Ce qui étonne au premier abord, c’est la façon dont Marion parle de son métier avec détachemen­t. Comme s’il n’avait rien de particulie­r. « Travailler comme juge d’instructio­n à l’antiterror­isme n’est pas si différent que lorsque l’on traite du crime organisé. » Marion est énergique, élégante, sans manières, directe. On sent qu’elle est efficace, ne se perd pas en conjecture­s. Comme Marion, Adèle a beaucoup côtoyé le pôle antiterror­isme dans le cadre de ses fonctions avant de l’intégrer quand une place s’est libérée. Elle a d’emblée aimé la position « à cheval entre l’enquêteur et le juge du siège ». Elle apprécie le fait qu’au pôle antiterror­iste tout le monde soit sur un pied d’égalité. « Nous n’avons pas de chef, le coordonnat­eur conseille, aide, mais n’interfère pas dans les dossiers. On est indépendan­ts. La contrepart­ie, c’est la solitude. Mais on a souvent des cosaisines avec des collègues, et surtout on échange entre nous. » Précisons que le pôle antiterror­iste comprend la quatrième section du tribunal judiciaire de Paris, avec les juges d’instructio­n spécialisé­s, comme Adèle et Marion, et les magistrats du PNAT, parquet national antiterror­iste, qui se charge entre autres de la poursuite des infraction­s terroriste­s, les crimes contre l’humanité, crimes et délits de guerre. Ce sont eux que l’on entend principale­ment pendant les procès. Ils travaillen­t en étroite collaborat­ion chaque jour.

ADÈLE DÉGAGE UNE FORME DE SAGESSE REPOSANTE NOURRIE de sérieux et de précision.

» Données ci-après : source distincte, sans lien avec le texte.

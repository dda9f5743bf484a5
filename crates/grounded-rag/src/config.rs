//! Configuration for the RAG pipeline
//!
//! Every component receives its settings from a [`RagConfig`] at construction
//! time. The config can be loaded from a TOML file; any key left out falls back
//! to the defaults below.

use serde::{Deserialize, Serialize};
use std::path::{Path, PathBuf};

use crate::error::{Error, Result};

/// Environment variable naming a TOML config file for the CLI
pub const CONFIG_ENV_VAR: &str = "GROUNDED_RAG_CONFIG";

/// Main RAG pipeline configuration
#[derive(Debug, Clone, Serialize, Deserialize)]
#[serde(default)]
pub struct RagConfig {
    /// Backend provider for embedding and generation services
    pub backend: BackendProvider,
    /// Directory holding the persisted vector collection
    pub persist_path: PathBuf,
    /// Embedding model identifier
    pub embedding_model_id: String,
    /// Generation model identifier
    pub generation_model_id: String,
    /// Chunk size in characters
    pub chunk_size: usize,
    /// Overlap between consecutive chunks in characters
    pub chunk_overlap: usize,
    /// Number of chunks retrieved per question
    pub top_k: usize,
    /// Embedding service settings
    pub embedding: EmbeddingServiceConfig,
    /// Generation service settings
    pub generation: GenerationServiceConfig,
}

impl Default for RagConfig {
    fn default() -> Self {
        Self {
            backend: BackendProvider::default(),
            persist_path: PathBuf::from("vectorstore"),
            embedding_model_id: "ibm/slate-125m-english-rtrvr-v2".to_string(),
            generation_model_id: "ibm/granite-13b-chat-v2".to_string(),
            chunk_size: 800,
            chunk_overlap: 100,
            top_k: 4,
            embedding: EmbeddingServiceConfig::default(),
            generation: GenerationServiceConfig::default(),
        }
    }
}

impl RagConfig {
    /// Load configuration from a TOML file and validate it
    pub fn from_file(path: impl AsRef<Path>) -> Result<Self> {
        let path = path.as_ref();
        let raw = std::fs::read_to_string(path).map_err(|e| {
            Error::config(format!("Failed to read config {}: {}", path.display(), e))
        })?;
        Self::from_toml(&raw)
    }

    /// Parse configuration from a TOML string and validate it
    pub fn from_toml(raw: &str) -> Result<Self> {
        let config: Self =
            toml::from_str(raw).map_err(|e| Error::config(format!("Invalid config: {}", e)))?;
        config.validate()?;
        Ok(config)
    }

    /// Resolve configuration for the CLI
    ///
    /// An explicit path wins, then the `GROUNDED_RAG_CONFIG` environment
    /// variable, then the built-in defaults.
    pub fn load(explicit: Option<&Path>) -> Result<Self> {
        if let Some(path) = explicit {
            return Self::from_file(path);
        }
        match std::env::var_os(CONFIG_ENV_VAR) {
            Some(path) => Self::from_file(PathBuf::from(path)),
            None => {
                let config = Self::default();
                config.validate()?;
                Ok(config)
            }
        }
    }

    /// Check invariants the pipeline relies on
    pub fn validate(&self) -> Result<()> {
        if self.chunk_overlap >= self.chunk_size {
            return Err(Error::config(format!(
                "chunk_overlap ({}) must be smaller than chunk_size ({})",
                self.chunk_overlap, self.chunk_size
            )));
        }
        if self.top_k == 0 {
            return Err(Error::config("top_k must be at least 1"));
        }
        if self.embedding_model_id.trim().is_empty() {
            return Err(Error::config("embedding_model_id must not be empty"));
        }
        if self.generation_model_id.trim().is_empty() {
            return Err(Error::config("generation_model_id must not be empty"));
        }
        if self.embedding.max_input_tokens == 0 {
            return Err(Error::config("embedding.max_input_tokens must be at least 1"));
        }
        if !(0.0..=2.0).contains(&self.generation.temperature) {
            return Err(Error::config(format!(
                "generation.temperature must be within 0.0..=2.0, got {}",
                self.generation.temperature
            )));
        }
        Ok(())
    }
}

/// Backend provider selection
#[derive(Debug, Clone, Default, Serialize, Deserialize, PartialEq, Eq)]
#[serde(rename_all = "lowercase")]
pub enum BackendProvider {
    /// IBM watsonx.ai hosted embedding and generation APIs
    #[default]
    Watsonx,
}

/// Embedding service configuration
#[derive(Debug, Clone, Serialize, Deserialize)]
#[serde(default)]
pub struct EmbeddingServiceConfig {
    /// Service base URL
    pub base_url: String,
    /// Project (tenant) identifier sent with each request
    pub project_id: String,
    /// API version date for watsonx.ai
    pub api_version: String,
    /// Inputs longer than this many tokens are truncated, not rejected
    pub max_input_tokens: usize,
    /// Request timeout in seconds
    pub timeout_secs: u64,
    /// Environment variable holding the API key
    pub api_key_env: String,
    /// IAM token endpoint used to exchange the API key
    pub iam_url: String,
}

impl Default for EmbeddingServiceConfig {
    fn default() -> Self {
        Self {
            base_url: "https://us-south.ml.cloud.ibm.com".to_string(),
            project_id: "skills-network".to_string(),
            api_version: "2023-10-25".to_string(),
            max_input_tokens: 512,
            timeout_secs: 60,
            api_key_env: "WATSONX_APIKEY".to_string(),
            iam_url: "https://iam.cloud.ibm.com/identity/token".to_string(),
        }
    }
}

/// Generation service configuration
#[derive(Debug, Clone, Serialize, Deserialize)]
#[serde(default)]
pub struct GenerationServiceConfig {
    /// Service base URL
    pub base_url: String,
    /// Project (tenant) identifier sent with each request
    pub project_id: String,
    /// API version date for watsonx.ai
    pub api_version: String,
    /// Upper bound on generated tokens
    pub max_new_tokens: u32,
    /// Sampling temperature, kept low for factual answers
    pub temperature: f32,
    /// Request timeout in seconds
    pub timeout_secs: u64,
    /// Environment variable holding the API key
    pub api_key_env: String,
    /// IAM token endpoint used to exchange the API key
    pub iam_url: String,
}

impl Default for GenerationServiceConfig {
    fn default() -> Self {
        Self {
            base_url: "https://us-south.ml.cloud.ibm.com".to_string(),
            project_id: "skills-network".to_string(),
            api_version: "2023-10-25".to_string(),
            max_new_tokens: 300,
            temperature: 0.2,
            timeout_secs: 120,
            api_key_env: "WATSONX_APIKEY".to_string(),
            iam_url: "https://iam.cloud.ibm.com/identity/token".to_string(),
        }
    }
}
//! SQLite database for the persisted vector collection
//!
//! One append-only table holds chunk text, source metadata and the embedding
//! as a little-endian `f32` blob. Rows are never updated.

use chrono::{DateTime, Utc};
use parking_lot::Mutex;
use rusqlite::{params, Connection};
use std::path::{Path, PathBuf};
use std::sync::Arc;
use uuid::Uuid;

use crate::error::{Error, Result};
use crate::types::{ChunkSource, VectorRecord};

/// File name of the database inside the persist directory
pub const VECTOR_DB_FILE: &str = "vectors.sqlite3";

/// SQLite-backed vector collection
pub struct VectorDb {
    conn: Arc<Mutex<Connection>>,
    path: Option<PathBuf>,
}

impl VectorDb {
    /// Create or open the collection in the given directory
    pub fn open<P: AsRef<Path>>(dir: P) -> Result<Self> {
        let dir = dir.as_ref();
        std::fs::create_dir_all(dir).map_err(|e| {
            Error::persistence(format!("Failed to create {}: {}", dir.display(), e))
        })?;

        let path = dir.join(VECTOR_DB_FILE);
        let conn = Connection::open(&path)
            .map_err(|e| Error::persistence(format!("Failed to open database: {}", e)))?;

        let db = Self {
            conn: Arc::new(Mutex::new(conn)),
            path: Some(path),
        };

        db.migrate()?;
        Ok(db)
    }

    /// Create an in-memory database (for testing)
    #[cfg(test)]
    pub fn in_memory() -> Result<Self> {
        let conn = Connection::open_in_memory()
            .map_err(|e| Error::persistence(format!("Failed to open in-memory database: {}", e)))?;

        let db = Self {
            conn: Arc::new(Mutex::new(conn)),
            path: None,
        };

        db.migrate()?;
        Ok(db)
    }

    /// Path of the database file, if file-backed
    pub fn path(&self) -> Option<&Path> {
        self.path.as_deref()
    }

    /// Run database migrations
    fn migrate(&self) -> Result<()> {
        let conn = self.conn.lock();

        conn.execute_batch(
            r#"
            PRAGMA journal_mode=WAL;
            PRAGMA synchronous=NORMAL;
            "#,
        )
        .map_err(|e| Error::persistence(format!("Failed to set pragmas: {}", e)))?;

        conn.execute_batch(
            r#"
            CREATE TABLE IF NOT EXISTS vector_records (
                seq INTEGER PRIMARY KEY AUTOINCREMENT,
                id TEXT NOT NULL,
                content TEXT NOT NULL,
                source TEXT NOT NULL,
                page_number INTEGER NOT NULL,
                chunk_index INTEGER NOT NULL,
                embedding BLOB NOT NULL,
                created_at TEXT NOT NULL
            );
            "#,
        )
        .map_err(|e| Error::persistence(format!("Failed to create tables: {}", e)))?;

        Ok(())
    }

    /// Append records in a single transaction
    ///
    /// Either every record is written or none is.
    pub fn insert_records(&self, records: &[VectorRecord]) -> Result<()> {
        let mut conn = self.conn.lock();
        let tx = conn.transaction()?;
        {
            let mut stmt = tx.prepare(
                r#"
                INSERT INTO vector_records
                    (id, content, source, page_number, chunk_index, embedding, created_at)
                VALUES (?1, ?2, ?3, ?4, ?5, ?6, ?7)
                "#,
            )?;

            for record in records {
                stmt.execute(params![
                    record.id.to_string(),
                    record.content,
                    record.metadata.source,
                    record.metadata.page_number,
                    record.metadata.chunk_index,
                    encode_embedding(&record.embedding),
                    record.created_at,
                ])?;
            }
        }
        tx.commit()?;
        Ok(())
    }

    /// All records in insertion order
    pub fn load_records(&self) -> Result<Vec<VectorRecord>> {
        let conn = self.conn.lock();
        let mut stmt = conn.prepare(
            r#"
            SELECT id, content, source, page_number, chunk_index, embedding, created_at
            FROM vector_records
            ORDER BY seq
            "#,
        )?;

        let rows = stmt.query_map([], |row| {
            Ok((
                row.get::<_, String>(0)?,
                row.get::<_, String>(1)?,
                row.get::<_, String>(2)?,
                row.get::<_, u32>(3)?,
                row.get::<_, u32>(4)?,
                row.get::<_, Vec<u8>>(5)?,
                row.get::<_, DateTime<Utc>>(6)?,
            ))
        })?;

        let mut records = Vec::new();
        for row in rows {
            let (id, content, source, page_number, chunk_index, blob, created_at) = row?;
            let id = Uuid::parse_str(&id)
                .map_err(|e| Error::persistence(format!("Corrupt record id '{}': {}", id, e)))?;

            records.push(VectorRecord {
                id,
                content,
                embedding: decode_embedding(&blob)?,
                metadata: ChunkSource {
                    source,
                    page_number,
                    chunk_index,
                },
                created_at,
            });
        }

        Ok(records)
    }

    /// Number of stored records
    pub fn count(&self) -> Result<usize> {
        let conn = self.conn.lock();
        let count: i64 =
            conn.query_row("SELECT COUNT(*) FROM vector_records", [], |row| row.get(0))?;
        Ok(count as usize)
    }
}

fn encode_embedding(embedding: &[f32]) -> Vec<u8> {
    embedding.iter().flat_map(|v| v.to_le_bytes()).collect()
}

fn decode_embedding(blob: &[u8]) -> Result<Vec<f32>> {
    if blob.len() % 4 != 0 {
        return Err(Error::persistence(format!(
            "Corrupt embedding blob of {} bytes",
            blob.len()
        )));
    }

    Ok(blob
        .chunks_exact(4)
        .map(|b| f32::from_le_bytes([b[0], b[1], b[2], b[3]]))
        .collect())
}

« Les juges d’instructio­n de l’antiterror­isme sont des gens hautement qualifiés, avec des tempéramen­ts très particulie­rs et une forme de dévouement à l’État, analyse François SaintBonne­t, professeur à l’université Paris 2-Panthéon-Assas et auteur d’À l’épreuve du terrorisme (Éd. Gallimard). Ils gèrent des affaires qui sont en lien avec le coeur de l’État et travaillen­t notamment avec le renseignem­ent intérieur, donc leur activité se fait dans l’urgence et un grand secret. Il y a quelque chose de presque sacrificie­l dans l’implicatio­n que demande la fonction. » Concrèteme­nt, les journées des juges d’instructio­n de l’antiterror­isme consistent à faire avancer des enquêtes, décider de ce qu’il faut chercher, jusqu’où il faut aller. Mais aussi à préparer et conduire des interrogat­oires

avec les mis en examen. « Les interrogat­oires dans le bureau sont une grande partie de notre quotidien. On le fait dans nos habits civils, très proche physiqueme­nt avec le greffier, l’avocat et l’escorte policière, soit une dizaine de personnes environ. Faire dire des choses aux gens qui vont apporter aux dossiers, c’est l’un des aspects passionnan­ts de notre boulot », explique Marion. Elles sont aussi amenées à se déplacer régulièrem­ent à l’étranger pour une partie des actes. La majorité de leurs dossiers concernent des affaires de terrorisme islamiste et d’ultradroit­e. Ce sont des attentats déjoués, le travail sur des filières de départs en Irak ou en Syrie et des attentats commis à l’étranger. Il existe aussi quelques cas concernant des groupes d’ultragauch­e ou des Tchétchène­s. Parfois aussi ce que l’on appelle des dossiers « miroirs », en collaborat­ion avec un autre pays quand il y a des victimes françaises d’attentats à l’étranger.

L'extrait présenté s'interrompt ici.